(Stored items)
******

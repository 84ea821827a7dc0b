use {
    super::{
        handler::{Handler, IntoHandlers, Next, ParamHandler, error_handler, handler},
        layer::Layer,
        path::{MatchOptions, PathMatch},
        route::Route,
    },
    crate::{
        Error, IntoNext, Request, Response, Result, RouterOptions,
        utils::{read, write},
    },
    futures::future::{BoxFuture, FutureExt},
    http::{Method, header},
    std::{
        collections::HashMap,
        fmt,
        future::Future,
        sync::{Arc, RwLock},
    },
};

type ParamHandlers = HashMap<String, Vec<Arc<dyn ParamHandler>>>;

struct RouterInner {
    options: RouterOptions,
    stack: RwLock<Vec<Arc<Layer>>>,
    params: RwLock<ParamHandlers>,
}

/// An ordered middleware stack.
///
/// Layers run in registration order. Plain handlers added with
/// [`use_handlers`](Router::use_handlers) match path prefixes; routes added
/// with [`route`](Router::route) or the per-method helpers match full paths.
/// Routers and applications can be mounted inside one another.
///
/// ```rust
/// use axum_relay::{Next, Request, Response, Router, handler};
///
/// # fn main() -> axum_relay::Result<()> {
/// let api = Router::new();
/// api.middleware("/", |_req: Request, _res: Response| async { Next::Continue })?
///     .get("/users/:id", handler(|req: Request, res: Response| async move {
///         res.send(format!("user {}", req.param("id").unwrap_or_default()))
///     }))?;
/// # Ok(())
/// # }
/// ```
#[derive(Clone)]
pub struct Router {
    inner: Arc<RouterInner>,
}

impl Default for Router {
    fn default() -> Self {
        Self::new()
    }
}

/// Result of running the param handlers for one layer.
#[derive(Clone)]
enum ParamOutcome {
    Proceed,
    SkipLayer,
    ExitRouter,
    Done,
    Failed(Error),
}

/// Per-request memo of param handler runs, keyed by param name.
struct ParamCall {
    matched: String,
    value: Option<String>,
    stop: Option<ParamOutcome>,
}

impl Router {
    pub fn new() -> Self {
        Self::with_options(RouterOptions::default())
    }

    pub fn with_options(options: RouterOptions) -> Self {
        Self {
            inner: Arc::new(RouterInner {
                options,
                stack: RwLock::new(Vec::new()),
                params: RwLock::new(HashMap::new()),
            }),
        }
    }

    pub fn router_options(&self) -> RouterOptions {
        self.inner.options
    }

    /// Snapshot of the current stack.
    pub fn layers(&self) -> Vec<Arc<Layer>> {
        read(&self.inner.stack).clone()
    }

    pub fn ptr_eq(&self, other: &Router) -> bool {
        Arc::ptr_eq(&self.inner, &other.inner)
    }

    // =======================================================================
    // Registration
    // =======================================================================

    /// Adds prefix-matching layers at `path`, one per handler.
    ///
    /// Fails when no handler is given or when `path` does not compile.
    pub fn use_handlers(&self, path: &str, handlers: impl IntoHandlers) -> Result<&Self> {
        let handlers = handlers.into_handlers();
        if handlers.is_empty() {
            return Err(Error::config("Router.use() requires a middleware function"));
        }

        let options = MatchOptions {
            sensitive: self.inner.options.case_sensitive,
            strict: false,
            end: false,
        };
        let layers = handlers
            .into_iter()
            .map(|h| Layer::new(path, options, h).map(Arc::new))
            .collect::<Result<Vec<_>>>()?;

        for layer in &layers {
            if let Handler::App(app) = layer.handler() {
                app.set_mountpath(path);
            }
            tracing::debug!(path, handler = layer.name(), "middleware registered");
        }
        write(&self.inner.stack).extend(layers);
        Ok(self)
    }

    /// Adds a request handler matching the `path` prefix.
    pub fn middleware<F, Fut, R>(&self, path: &str, f: F) -> Result<&Self>
    where
        F: Fn(Request, Response) -> Fut + Send + Sync + 'static,
        Fut: Future<Output = R> + Send + 'static,
        R: IntoNext,
    {
        self.use_handlers(path, handler(f))
    }

    /// Adds an error handler matching the `path` prefix.
    pub fn error_middleware<F, Fut, R>(&self, path: &str, f: F) -> Result<&Self>
    where
        F: Fn(Error, Request, Response) -> Fut + Send + Sync + 'static,
        Fut: Future<Output = R> + Send + 'static,
        R: IntoNext,
    {
        self.use_handlers(path, error_handler(f))
    }

    /// Mounts a router or application under `path`.
    pub fn mount(&self, path: &str, target: impl Into<Handler>) -> Result<&Self> {
        self.use_handlers(path, target.into())
    }

    /// Creates a route for `path` and appends it to the stack.
    pub fn route(&self, path: &str) -> Result<Route> {
        let route = Route::new(path);
        let options = MatchOptions {
            sensitive: self.inner.options.case_sensitive,
            strict: self.inner.options.strict,
            end: true,
        };
        let layer = Layer::for_route(path, options, route.clone())?;
        tracing::debug!(path, "route created");
        write(&self.inner.stack).push(Arc::new(layer));
        Ok(route)
    }

    /// Creates a route for `path` answering `method` with `handlers`.
    pub fn register(&self, method: Method, path: &str, handlers: impl IntoHandlers) -> Result<&Self> {
        self.route(path)?.register(Some(method), handlers);
        Ok(self)
    }

    super::method_helpers!(path);

    /// Creates a route for `path` answering every method.
    pub fn all(&self, path: &str, handlers: impl IntoHandlers) -> Result<&Self> {
        self.route(path)?.all(handlers);
        Ok(self)
    }

    /// Registers a handler run before any layer capturing `name`.
    ///
    /// It runs once per request and router for a given value; handlers for
    /// the same name run in registration order. A leading `:` is ignored.
    pub fn param(&self, name: &str, f: impl ParamHandler) -> &Self {
        let name = name.strip_prefix(':').unwrap_or(name);
        write(&self.inner.params)
            .entry(name.to_string())
            .or_default()
            .push(Arc::new(f));
        self
    }

    // =======================================================================
    // Dispatch
    // =======================================================================

    /// Walks the stack for one request.
    ///
    /// Resolves to [`Next::Continue`] when the request fell through (or a
    /// handler returned [`Next::Router`]), [`Next::Done`] when it was handled
    /// and `Err` when an error escaped every error handler.
    pub fn handle(&self, req: Request, res: Response) -> BoxFuture<'static, Result<Next>> {
        let router = self.clone();
        async move { router.run(req, res).await }.boxed()
    }

    async fn run(&self, req: Request, res: Response) -> Result<Next> {
        let stack = self.layers();
        let parent_params = req.params();
        let parent_url = req.base_url();
        let method = req.method();
        let mut allowed: Vec<String> = Vec::new();
        let mut called: HashMap<String, ParamCall> = HashMap::new();
        let mut error: Option<Error> = None;
        let mut idx = 0;

        let outcome = 'walk: loop {
            let path = req.path();

            let mut found: Option<(Arc<Layer>, PathMatch)> = None;
            while idx < stack.len() {
                let layer = stack[idx].clone();
                idx += 1;
                let matched = match layer.match_path(&path) {
                    Ok(Some(m)) => m,
                    Ok(None) => continue,
                    Err(err) => {
                        error.get_or_insert(err);
                        continue;
                    }
                };
                if let Some(route) = layer.route() {
                    if error.is_some() {
                        continue;
                    }
                    let handles = route.handles_method(&method);
                    if !handles && method == Method::OPTIONS {
                        for m in route.allowed_methods() {
                            if !allowed.contains(&m) {
                                allowed.push(m);
                            }
                        }
                    }
                    if !handles && method != Method::HEAD {
                        continue;
                    }
                }
                found = Some((layer, matched));
                break;
            }

            let Some((layer, matched)) = found else {
                break match error.take() {
                    Some(err) => Err(err),
                    None => Ok(Next::Continue),
                };
            };

            req.set_params(if self.inner.options.merge_params {
                matched.params.merge_with_parent(&parent_params)
            } else {
                matched.params
            });

            match self.process_params(&layer, &mut called, &req, &res).await {
                ParamOutcome::Proceed => {}
                ParamOutcome::SkipLayer => continue,
                ParamOutcome::ExitRouter if error.is_none() => break Ok(Next::Continue),
                ParamOutcome::ExitRouter => continue,
                ParamOutcome::Done => break Ok(Next::Done),
                ParamOutcome::Failed(err) => {
                    error.get_or_insert(err);
                    continue;
                }
            }

            let result = if layer.route().is_some() {
                layer.handle_request(req.clone(), res.clone()).await
            } else {
                let consumed = matched.path;
                let mut trimmed = None;
                if !consumed.is_empty() {
                    let Some(rest) = path.strip_prefix(consumed.as_str()) else {
                        continue 'walk;
                    };
                    if !matches!(rest.chars().next(), None | Some('/') | Some('.')) {
                        continue 'walk;
                    }

                    let url = req.url();
                    let remainder = url.get(consumed.len()..).unwrap_or_default();
                    let slash_added = !remainder.starts_with('/');
                    req.set_url(if slash_added {
                        format!("/{remainder}")
                    } else {
                        remainder.to_string()
                    });
                    req.set_base_url(format!(
                        "{parent_url}{}",
                        consumed.strip_suffix('/').unwrap_or(consumed.as_str())
                    ));
                    trimmed = Some((consumed, slash_added));
                }

                let result = match error.take() {
                    Some(err) => layer.handle_error(err, req.clone(), res.clone()).await,
                    None => layer.handle_request(req.clone(), res.clone()).await,
                };

                if let Some((removed, slash_added)) = trimmed {
                    let url = req.url();
                    let url = if slash_added { url.get(1..).unwrap_or_default() } else { &url };
                    req.set_url(format!("{removed}{url}"));
                    req.set_base_url(parent_url.clone());
                }
                result
            };

            match result {
                Ok(Next::Continue | Next::Route) => {}
                Ok(Next::Router) => break Ok(Next::Continue),
                Ok(Next::Done) => break Ok(Next::Done),
                Err(err) => error = Some(err),
            }
        };

        req.set_base_url(parent_url);
        req.set_params(parent_params);

        if method == Method::OPTIONS && matches!(outcome, Ok(Next::Continue)) && !allowed.is_empty() {
            let body = allowed.join(",");
            tracing::trace!(allow = %body, "automatic OPTIONS response");
            res.set_header(header::ALLOW.as_str(), &body)?;
            res.send(body)?;
            return Ok(Next::Done);
        }
        outcome
    }

    async fn process_params(
        &self,
        layer: &Layer,
        called: &mut HashMap<String, ParamCall>,
        req: &Request,
        res: &Response,
    ) -> ParamOutcome {
        let keys = layer.keys();
        if keys.is_empty() {
            return ParamOutcome::Proceed;
        }

        for name in keys {
            let Some(value) = req.param(&name) else {
                continue;
            };
            let Some(handlers) = read(&self.inner.params).get(&name).cloned() else {
                continue;
            };

            if let Some(call) = called.get(&name)
                && (call.matched == value
                    || matches!(call.stop, Some(ParamOutcome::Failed(_) | ParamOutcome::ExitRouter)))
            {
                req.insert_param(&name, call.value.clone());
                match &call.stop {
                    Some(stop) => return stop.clone(),
                    None => continue,
                }
            }

            let mut stop = None;
            for h in handlers {
                let outcome = super::handler::guarded(|| h.call(req.clone(), res.clone(), value.clone())).await;
                match outcome {
                    Ok(Next::Continue) => {}
                    Ok(Next::Route) => stop = Some(ParamOutcome::SkipLayer),
                    Ok(Next::Router) => stop = Some(ParamOutcome::ExitRouter),
                    Ok(Next::Done) => stop = Some(ParamOutcome::Done),
                    Err(err) => stop = Some(ParamOutcome::Failed(err)),
                }
                if stop.is_some() {
                    break;
                }
            }

            called.insert(
                name.clone(),
                ParamCall {
                    matched: value,
                    value: req.param(&name),
                    stop: stop.clone(),
                },
            );
            if let Some(stop) = stop {
                return stop;
            }
        }
        ParamOutcome::Proceed
    }
}

impl fmt::Debug for Router {
    fn fmt(&self, f: &mut fmt::Formatter<'_>) -> fmt::Result {
        f.debug_struct("Router")
            .field("options", &self.inner.options)
            .field("stack", &read(&self.inner.stack))
            .finish()
    }
}
//! View lookup and rendering.
//!
//! Template languages are not built in: register a [`ViewEngine`] per file
//! extension with [`Application::engine`] and render with
//! [`Application::render`] or [`Response::render`](crate::Response::render).
//!
//! ```rust,no_run
//! use axum_relay::{Application, Result};
//! use serde_json::{Map, Value};
//! use std::path::Path;
//!
//! # fn main() -> Result<()> {
//! let app = Application::new();
//! app.engine("txt", |path: &Path, locals: &Map<String, Value>| -> Result<String> {
//!     let template = std::fs::read_to_string(path)?;
//!     let name = locals.get("name").and_then(Value::as_str).unwrap_or("world");
//!     Ok(template.replace("{name}", name))
//! });
//! app.set("view engine", "txt")?;
//! # Ok(())
//! # }
//! ```

use {
    super::Application,
    crate::{
        Error, Result,
        utils::{read, write},
    },
    serde_json::{Map, Value},
    std::{
        path::{Path, PathBuf},
        sync::Arc,
    },
};

/// Renders a resolved template file with its locals.
///
/// Rendering runs on a blocking thread, so implementations may read files
/// synchronously.
pub trait ViewEngine: Send + Sync + 'static {
    fn render(&self, path: &Path, locals: &Map<String, Value>) -> Result<String>;
}

impl<F> ViewEngine for F
where
    F: Fn(&Path, &Map<String, Value>) -> Result<String> + Send + Sync + 'static,
{
    fn render(&self, path: &Path, locals: &Map<String, Value>) -> Result<String> {
        self(path, locals)
    }
}

/// A view resolved to a file and the engine that renders it.
#[derive(Clone)]
pub(crate) struct ResolvedView {
    path: PathBuf,
    engine: Arc<dyn ViewEngine>,
}

fn normalize_ext(ext: &str) -> String {
    if ext.starts_with('.') {
        ext.to_string()
    } else {
        format!(".{ext}")
    }
}

async fn is_file(path: &Path) -> bool {
    tokio::fs::metadata(path)
        .await
        .is_ok_and(|meta| meta.is_file())
}

impl Application {
    /// Registers `engine` for files ending in `ext` (with or without the dot).
    pub fn engine(&self, ext: &str, engine: impl ViewEngine) -> &Self {
        let ext = normalize_ext(ext);
        tracing::debug!(extension = %ext, "view engine registered");
        write(&self.inner.engines).insert(ext, Arc::new(engine));
        self
    }

    /// Renders the view `name` with the application's locals overlaid by `locals`.
    pub async fn render(&self, name: &str, locals: Map<String, Value>) -> Result<String> {
        let mut options = self.locals();
        options.extend(locals);

        let cache = self.enabled("view cache");
        let cached = if cache {
            read(&self.inner.view_cache).get(name).cloned()
        } else {
            None
        };
        let view = match cached {
            Some(view) => view,
            None => {
                let view = self.resolve_view(name).await?;
                if cache {
                    write(&self.inner.view_cache).insert(name.to_string(), view.clone());
                }
                view
            }
        };

        tracing::debug!(view = name, path = %view.path.display(), "rendering view");
        let ResolvedView { path, engine } = view;
        tokio::task::spawn_blocking(move || engine.render(&path, &options))
            .await
            .map_err(|e| Error::internal(format!("View rendering task failed: {e}")))?
    }

    async fn resolve_view(&self, name: &str) -> Result<ResolvedView> {
        let ext = Path::new(name)
            .extension()
            .map(|ext| format!(".{}", ext.to_string_lossy()));
        let default_engine = self
            .setting("view engine")
            .and_then(|v| v.as_str().map(normalize_ext));

        let (ext, file_name) = match (ext, default_engine) {
            (Some(ext), _) => (ext, name.to_string()),
            (None, Some(default)) => (default.clone(), format!("{name}{default}")),
            (None, None) => {
                return Err(Error::view(
                    "No default engine was specified and no extension was provided.",
                ));
            }
        };

        let engine = read(&self.inner.engines)
            .get(&ext)
            .cloned()
            .ok_or_else(|| Error::view(format!("No view engine registered for extension \"{ext}\"")))?;

        let roots = self.view_roots();
        for root in &roots {
            let location = Path::new(root).join(&file_name);
            if is_file(&location).await {
                return Ok(ResolvedView { path: location, engine });
            }
            let stem = location
                .file_name()
                .map(|f| f.to_string_lossy().trim_end_matches(ext.as_str()).to_string())
                .unwrap_or_default();
            let index = location
                .with_file_name(stem)
                .join(format!("index{ext}"));
            if is_file(&index).await {
                return Ok(ResolvedView { path: index, engine });
            }
        }

        let dirs = match roots.as_slice() {
            [.., last] if roots.len() > 1 => format!(
                "directories \"{}\" or \"{last}\"",
                roots[..roots.len() - 1].join("\", \"")
            ),
            _ => format!("directory \"{}\"", roots.join("")),
        };
        Err(Error::view(format!(
            "Failed to lookup view \"{name}\" in views {dirs}"
        )))
    }

    /// The `views` setting as a list of directories.
    fn view_roots(&self) -> Vec<String> {
        match self.setting("views") {
            Some(Value::String(dir)) => vec![dir],
            Some(Value::Array(dirs)) => dirs
                .into_iter()
                .filter_map(|d| d.as_str().map(str::to_string))
                .collect(),
            _ => Vec::new(),
        }
    }
}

******

● Work task
Looking through the records, copy out every line in which the word "ResolvedView" is found.

● Answer for the task
pub(crate) struct ResolvedView {
        let ResolvedView { path, engine } = view;
    async fn resolve_view(&self, name: &str) -> Result<ResolvedView> {
                return Ok(ResolvedView { path: location, engine });
                return Ok(ResolvedView { path: index, engine });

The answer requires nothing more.